→ **Task goal**: Whenever a line in the entries includes the word "ProtocolKind", copy that line out.

→ **Entries shown**:
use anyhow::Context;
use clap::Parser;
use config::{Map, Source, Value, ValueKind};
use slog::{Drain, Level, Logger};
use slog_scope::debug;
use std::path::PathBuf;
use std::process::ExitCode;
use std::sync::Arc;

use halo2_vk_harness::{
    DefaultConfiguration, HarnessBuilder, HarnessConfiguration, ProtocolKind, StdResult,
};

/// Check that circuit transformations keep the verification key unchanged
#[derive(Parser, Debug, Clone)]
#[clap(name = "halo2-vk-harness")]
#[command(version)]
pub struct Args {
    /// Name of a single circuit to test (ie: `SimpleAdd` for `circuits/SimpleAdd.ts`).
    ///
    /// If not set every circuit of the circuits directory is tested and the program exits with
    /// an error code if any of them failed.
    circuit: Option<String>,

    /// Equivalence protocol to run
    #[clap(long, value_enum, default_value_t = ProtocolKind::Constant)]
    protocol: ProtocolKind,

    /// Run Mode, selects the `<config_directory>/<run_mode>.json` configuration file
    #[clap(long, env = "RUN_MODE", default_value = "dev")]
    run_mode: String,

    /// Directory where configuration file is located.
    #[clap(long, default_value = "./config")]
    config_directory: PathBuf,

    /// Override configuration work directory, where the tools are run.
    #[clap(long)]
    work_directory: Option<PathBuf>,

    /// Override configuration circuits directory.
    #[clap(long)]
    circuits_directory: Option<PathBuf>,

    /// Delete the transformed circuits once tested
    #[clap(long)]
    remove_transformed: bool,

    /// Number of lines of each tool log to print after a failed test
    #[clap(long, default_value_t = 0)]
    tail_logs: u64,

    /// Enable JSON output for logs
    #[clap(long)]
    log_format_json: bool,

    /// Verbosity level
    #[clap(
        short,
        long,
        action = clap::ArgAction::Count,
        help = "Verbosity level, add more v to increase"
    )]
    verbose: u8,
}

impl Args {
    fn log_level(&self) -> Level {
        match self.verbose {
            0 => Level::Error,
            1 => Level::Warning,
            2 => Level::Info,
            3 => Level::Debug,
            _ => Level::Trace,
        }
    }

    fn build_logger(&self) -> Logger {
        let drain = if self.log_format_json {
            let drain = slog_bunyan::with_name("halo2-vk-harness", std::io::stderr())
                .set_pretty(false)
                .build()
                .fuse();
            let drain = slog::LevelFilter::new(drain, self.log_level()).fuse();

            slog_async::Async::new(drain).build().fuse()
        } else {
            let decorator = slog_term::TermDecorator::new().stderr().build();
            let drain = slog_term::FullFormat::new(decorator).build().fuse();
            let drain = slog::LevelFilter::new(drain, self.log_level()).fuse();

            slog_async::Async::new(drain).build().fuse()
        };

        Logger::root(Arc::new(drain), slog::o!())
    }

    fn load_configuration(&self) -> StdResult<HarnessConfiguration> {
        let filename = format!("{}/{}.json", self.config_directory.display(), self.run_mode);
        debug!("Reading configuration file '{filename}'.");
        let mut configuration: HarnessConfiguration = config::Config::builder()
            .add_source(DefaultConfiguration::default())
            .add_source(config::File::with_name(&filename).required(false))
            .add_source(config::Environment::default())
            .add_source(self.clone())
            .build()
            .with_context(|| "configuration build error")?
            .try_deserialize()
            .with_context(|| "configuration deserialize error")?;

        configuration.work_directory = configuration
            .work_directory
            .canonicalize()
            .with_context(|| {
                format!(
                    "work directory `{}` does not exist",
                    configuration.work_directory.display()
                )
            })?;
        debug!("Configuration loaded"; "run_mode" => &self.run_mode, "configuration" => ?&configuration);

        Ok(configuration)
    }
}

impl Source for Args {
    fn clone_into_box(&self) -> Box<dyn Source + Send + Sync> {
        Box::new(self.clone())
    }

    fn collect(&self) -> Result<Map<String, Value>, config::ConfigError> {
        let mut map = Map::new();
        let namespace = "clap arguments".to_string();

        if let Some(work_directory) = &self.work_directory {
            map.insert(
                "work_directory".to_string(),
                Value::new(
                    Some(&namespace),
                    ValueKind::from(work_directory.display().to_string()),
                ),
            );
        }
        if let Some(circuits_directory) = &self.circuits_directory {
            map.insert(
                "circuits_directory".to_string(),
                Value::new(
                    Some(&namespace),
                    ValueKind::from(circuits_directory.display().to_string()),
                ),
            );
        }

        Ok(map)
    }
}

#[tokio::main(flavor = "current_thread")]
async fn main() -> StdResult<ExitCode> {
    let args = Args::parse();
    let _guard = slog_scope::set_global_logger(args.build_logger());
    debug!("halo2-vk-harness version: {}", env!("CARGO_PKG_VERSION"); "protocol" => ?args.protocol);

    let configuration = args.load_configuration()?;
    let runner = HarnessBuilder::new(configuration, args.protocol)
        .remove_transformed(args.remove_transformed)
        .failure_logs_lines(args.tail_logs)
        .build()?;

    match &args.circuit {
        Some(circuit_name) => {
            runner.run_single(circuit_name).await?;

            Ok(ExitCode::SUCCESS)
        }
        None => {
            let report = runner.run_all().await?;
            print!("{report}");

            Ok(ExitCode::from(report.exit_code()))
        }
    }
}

→ **Reply**:
    DefaultConfiguration, HarnessBuilder, HarnessConfiguration, ProtocolKind, StdResult,
    #[clap(long, value_enum, default_value_t = ProtocolKind::Constant)]
    protocol: ProtocolKind,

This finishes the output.